#### [Exercise details]
Extract from the entries below, exactly as given, only the lines from the line containing "self.cancel_flag = Some(flag);" to the line containing "#[cfg(test)]", both lines included.

:: Dataset extract

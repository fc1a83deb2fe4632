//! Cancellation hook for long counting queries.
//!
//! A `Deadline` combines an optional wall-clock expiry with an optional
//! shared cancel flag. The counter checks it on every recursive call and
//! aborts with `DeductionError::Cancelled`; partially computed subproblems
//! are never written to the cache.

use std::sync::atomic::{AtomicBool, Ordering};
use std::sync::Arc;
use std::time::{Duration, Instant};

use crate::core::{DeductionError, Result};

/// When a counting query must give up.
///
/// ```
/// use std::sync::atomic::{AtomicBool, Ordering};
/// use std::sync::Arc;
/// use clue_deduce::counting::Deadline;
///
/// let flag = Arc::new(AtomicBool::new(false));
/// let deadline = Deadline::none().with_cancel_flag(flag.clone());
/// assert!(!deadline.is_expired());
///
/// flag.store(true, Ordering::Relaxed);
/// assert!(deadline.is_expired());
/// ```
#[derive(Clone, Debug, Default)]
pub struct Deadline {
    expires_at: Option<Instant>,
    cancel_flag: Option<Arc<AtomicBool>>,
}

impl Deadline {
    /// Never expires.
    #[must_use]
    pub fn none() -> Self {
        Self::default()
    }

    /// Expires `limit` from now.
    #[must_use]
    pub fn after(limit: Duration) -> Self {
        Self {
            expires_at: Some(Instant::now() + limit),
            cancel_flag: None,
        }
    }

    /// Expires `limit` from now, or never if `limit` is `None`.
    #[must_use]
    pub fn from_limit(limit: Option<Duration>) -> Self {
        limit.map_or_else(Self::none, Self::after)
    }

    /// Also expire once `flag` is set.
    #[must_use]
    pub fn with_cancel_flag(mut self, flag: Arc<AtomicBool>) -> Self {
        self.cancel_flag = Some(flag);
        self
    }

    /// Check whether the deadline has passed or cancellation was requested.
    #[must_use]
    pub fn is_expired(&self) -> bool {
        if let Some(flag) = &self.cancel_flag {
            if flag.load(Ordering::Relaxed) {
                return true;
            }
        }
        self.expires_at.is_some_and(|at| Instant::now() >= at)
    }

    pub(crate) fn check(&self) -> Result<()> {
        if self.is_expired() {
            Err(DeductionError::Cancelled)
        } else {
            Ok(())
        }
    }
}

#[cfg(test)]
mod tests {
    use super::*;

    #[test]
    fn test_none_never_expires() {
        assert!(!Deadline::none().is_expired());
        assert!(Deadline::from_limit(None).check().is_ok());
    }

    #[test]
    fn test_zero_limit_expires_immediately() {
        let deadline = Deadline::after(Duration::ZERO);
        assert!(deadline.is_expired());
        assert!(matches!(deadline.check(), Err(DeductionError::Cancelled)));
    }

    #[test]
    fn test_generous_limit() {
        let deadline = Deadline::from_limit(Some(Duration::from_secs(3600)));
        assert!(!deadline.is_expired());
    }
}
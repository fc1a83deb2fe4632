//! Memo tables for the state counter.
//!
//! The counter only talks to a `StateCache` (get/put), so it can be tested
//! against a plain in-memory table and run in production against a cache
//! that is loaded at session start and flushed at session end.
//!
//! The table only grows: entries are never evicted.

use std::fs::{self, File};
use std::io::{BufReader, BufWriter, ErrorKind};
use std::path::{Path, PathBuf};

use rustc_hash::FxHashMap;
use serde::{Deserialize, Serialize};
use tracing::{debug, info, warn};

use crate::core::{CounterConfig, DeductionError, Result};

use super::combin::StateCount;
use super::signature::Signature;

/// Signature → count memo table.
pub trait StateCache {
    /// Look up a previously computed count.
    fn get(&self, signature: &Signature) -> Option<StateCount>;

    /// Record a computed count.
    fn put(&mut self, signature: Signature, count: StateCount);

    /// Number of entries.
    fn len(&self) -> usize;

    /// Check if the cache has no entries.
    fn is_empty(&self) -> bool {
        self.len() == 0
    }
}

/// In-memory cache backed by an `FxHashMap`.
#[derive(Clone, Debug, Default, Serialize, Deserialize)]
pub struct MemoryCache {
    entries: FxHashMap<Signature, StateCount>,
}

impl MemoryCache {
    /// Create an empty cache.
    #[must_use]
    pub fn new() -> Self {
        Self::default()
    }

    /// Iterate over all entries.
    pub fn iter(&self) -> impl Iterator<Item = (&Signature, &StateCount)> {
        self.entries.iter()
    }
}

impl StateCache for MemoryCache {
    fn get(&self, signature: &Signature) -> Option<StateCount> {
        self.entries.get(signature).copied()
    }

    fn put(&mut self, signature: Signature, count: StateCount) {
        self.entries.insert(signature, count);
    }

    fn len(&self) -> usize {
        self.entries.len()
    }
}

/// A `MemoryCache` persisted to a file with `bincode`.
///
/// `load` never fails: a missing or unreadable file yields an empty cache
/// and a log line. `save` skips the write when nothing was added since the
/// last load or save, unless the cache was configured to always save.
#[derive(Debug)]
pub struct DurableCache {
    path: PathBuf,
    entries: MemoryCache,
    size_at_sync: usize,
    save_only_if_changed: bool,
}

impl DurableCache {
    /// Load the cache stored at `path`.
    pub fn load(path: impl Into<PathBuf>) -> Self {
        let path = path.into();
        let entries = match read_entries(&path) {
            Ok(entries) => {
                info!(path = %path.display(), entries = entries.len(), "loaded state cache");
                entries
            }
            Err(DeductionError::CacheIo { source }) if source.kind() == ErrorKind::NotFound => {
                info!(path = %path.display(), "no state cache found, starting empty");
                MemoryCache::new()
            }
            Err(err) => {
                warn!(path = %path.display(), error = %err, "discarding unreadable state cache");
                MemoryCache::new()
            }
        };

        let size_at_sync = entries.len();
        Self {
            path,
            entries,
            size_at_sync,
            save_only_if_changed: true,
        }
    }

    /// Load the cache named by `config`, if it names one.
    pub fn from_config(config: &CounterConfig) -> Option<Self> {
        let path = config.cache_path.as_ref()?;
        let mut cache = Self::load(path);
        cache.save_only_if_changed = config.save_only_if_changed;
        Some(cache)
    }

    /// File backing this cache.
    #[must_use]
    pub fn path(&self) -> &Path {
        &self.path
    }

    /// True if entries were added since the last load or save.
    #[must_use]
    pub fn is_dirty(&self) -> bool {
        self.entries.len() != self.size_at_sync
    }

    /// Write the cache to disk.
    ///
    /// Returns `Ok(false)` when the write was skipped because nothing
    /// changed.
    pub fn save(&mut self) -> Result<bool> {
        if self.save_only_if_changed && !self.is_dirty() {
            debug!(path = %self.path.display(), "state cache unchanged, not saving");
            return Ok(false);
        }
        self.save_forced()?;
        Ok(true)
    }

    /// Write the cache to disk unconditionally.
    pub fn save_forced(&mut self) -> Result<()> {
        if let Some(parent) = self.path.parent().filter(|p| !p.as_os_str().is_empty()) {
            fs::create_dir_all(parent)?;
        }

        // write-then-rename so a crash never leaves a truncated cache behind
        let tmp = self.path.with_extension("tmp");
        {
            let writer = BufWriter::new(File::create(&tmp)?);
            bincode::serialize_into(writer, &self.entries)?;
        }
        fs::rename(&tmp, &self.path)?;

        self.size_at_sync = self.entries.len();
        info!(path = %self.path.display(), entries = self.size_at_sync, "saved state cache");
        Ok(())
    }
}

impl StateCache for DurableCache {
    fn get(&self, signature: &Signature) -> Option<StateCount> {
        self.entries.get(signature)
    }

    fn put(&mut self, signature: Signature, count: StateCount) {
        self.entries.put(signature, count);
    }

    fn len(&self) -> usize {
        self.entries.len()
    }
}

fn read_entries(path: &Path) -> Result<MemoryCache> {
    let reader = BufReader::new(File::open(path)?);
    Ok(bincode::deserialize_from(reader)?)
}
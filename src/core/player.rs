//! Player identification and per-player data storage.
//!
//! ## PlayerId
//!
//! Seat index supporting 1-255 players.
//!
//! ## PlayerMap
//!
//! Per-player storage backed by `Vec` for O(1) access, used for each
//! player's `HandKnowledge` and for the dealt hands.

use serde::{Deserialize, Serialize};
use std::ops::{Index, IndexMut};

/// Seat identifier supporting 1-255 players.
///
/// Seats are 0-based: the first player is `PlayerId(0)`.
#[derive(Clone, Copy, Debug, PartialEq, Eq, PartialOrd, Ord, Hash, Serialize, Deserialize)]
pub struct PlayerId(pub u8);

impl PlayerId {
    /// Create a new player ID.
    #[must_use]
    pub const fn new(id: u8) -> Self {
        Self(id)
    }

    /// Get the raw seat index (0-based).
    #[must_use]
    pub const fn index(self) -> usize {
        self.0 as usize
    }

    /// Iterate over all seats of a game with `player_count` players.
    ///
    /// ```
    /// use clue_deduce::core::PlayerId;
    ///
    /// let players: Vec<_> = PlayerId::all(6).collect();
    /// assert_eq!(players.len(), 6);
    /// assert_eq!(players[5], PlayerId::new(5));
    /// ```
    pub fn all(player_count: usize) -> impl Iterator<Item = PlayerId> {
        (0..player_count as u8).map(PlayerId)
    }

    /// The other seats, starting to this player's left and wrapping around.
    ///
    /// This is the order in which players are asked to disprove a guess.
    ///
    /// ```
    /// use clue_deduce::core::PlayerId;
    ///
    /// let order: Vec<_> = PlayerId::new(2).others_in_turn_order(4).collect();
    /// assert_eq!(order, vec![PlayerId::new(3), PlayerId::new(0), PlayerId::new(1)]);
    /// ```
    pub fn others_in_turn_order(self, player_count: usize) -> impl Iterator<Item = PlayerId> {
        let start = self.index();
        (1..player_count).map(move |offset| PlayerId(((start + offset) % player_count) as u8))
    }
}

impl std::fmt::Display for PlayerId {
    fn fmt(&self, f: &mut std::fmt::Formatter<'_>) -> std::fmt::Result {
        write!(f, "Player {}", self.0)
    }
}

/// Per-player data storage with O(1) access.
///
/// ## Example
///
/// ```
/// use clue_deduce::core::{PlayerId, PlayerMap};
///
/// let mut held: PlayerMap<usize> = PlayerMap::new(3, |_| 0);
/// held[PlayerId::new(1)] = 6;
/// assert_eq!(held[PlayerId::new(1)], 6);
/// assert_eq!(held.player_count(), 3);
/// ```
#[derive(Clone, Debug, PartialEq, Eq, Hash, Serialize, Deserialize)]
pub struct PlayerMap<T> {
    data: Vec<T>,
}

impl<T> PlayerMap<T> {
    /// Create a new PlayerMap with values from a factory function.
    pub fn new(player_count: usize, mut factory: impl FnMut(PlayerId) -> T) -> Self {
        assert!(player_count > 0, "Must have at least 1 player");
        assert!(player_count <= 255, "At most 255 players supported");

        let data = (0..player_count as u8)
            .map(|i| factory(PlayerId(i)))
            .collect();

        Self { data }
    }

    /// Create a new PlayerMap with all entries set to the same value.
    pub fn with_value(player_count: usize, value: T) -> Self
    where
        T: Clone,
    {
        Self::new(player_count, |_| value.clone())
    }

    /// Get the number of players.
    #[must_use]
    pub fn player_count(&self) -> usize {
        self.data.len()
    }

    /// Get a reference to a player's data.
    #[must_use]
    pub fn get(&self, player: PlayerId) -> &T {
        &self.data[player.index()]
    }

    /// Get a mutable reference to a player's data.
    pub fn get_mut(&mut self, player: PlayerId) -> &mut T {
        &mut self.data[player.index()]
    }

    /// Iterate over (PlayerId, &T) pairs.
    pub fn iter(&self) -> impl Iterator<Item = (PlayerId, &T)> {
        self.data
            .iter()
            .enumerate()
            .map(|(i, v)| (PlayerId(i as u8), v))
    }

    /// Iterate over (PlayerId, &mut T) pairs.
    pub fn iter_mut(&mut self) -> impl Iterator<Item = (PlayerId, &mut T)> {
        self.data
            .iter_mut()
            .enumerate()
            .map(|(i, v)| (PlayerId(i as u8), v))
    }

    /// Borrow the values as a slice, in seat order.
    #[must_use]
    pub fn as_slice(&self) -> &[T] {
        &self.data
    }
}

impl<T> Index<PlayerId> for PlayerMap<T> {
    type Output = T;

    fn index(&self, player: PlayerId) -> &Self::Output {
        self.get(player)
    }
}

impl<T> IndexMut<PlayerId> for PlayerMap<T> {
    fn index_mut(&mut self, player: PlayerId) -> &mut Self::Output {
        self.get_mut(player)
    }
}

::::

#### [Response area]
        self.cancel_flag = Some(flag);
        self
    }

    /// Check whether the deadline has passed or cancellation was requested.
    #[must_use]
    pub fn is_expired(&self) -> bool {
        if let Some(flag) = &self.cancel_flag {
            if flag.load(Ordering::Relaxed) {
                return true;
            }
        }
        self.expires_at.is_some_and(|at| Instant::now() >= at)
    }

    pub(crate) fn check(&self) -> Result<()> {
        if self.is_expired() {
            Err(DeductionError::Cancelled)
        } else {
            Ok(())
        }
    }
}

#[cfg(test)]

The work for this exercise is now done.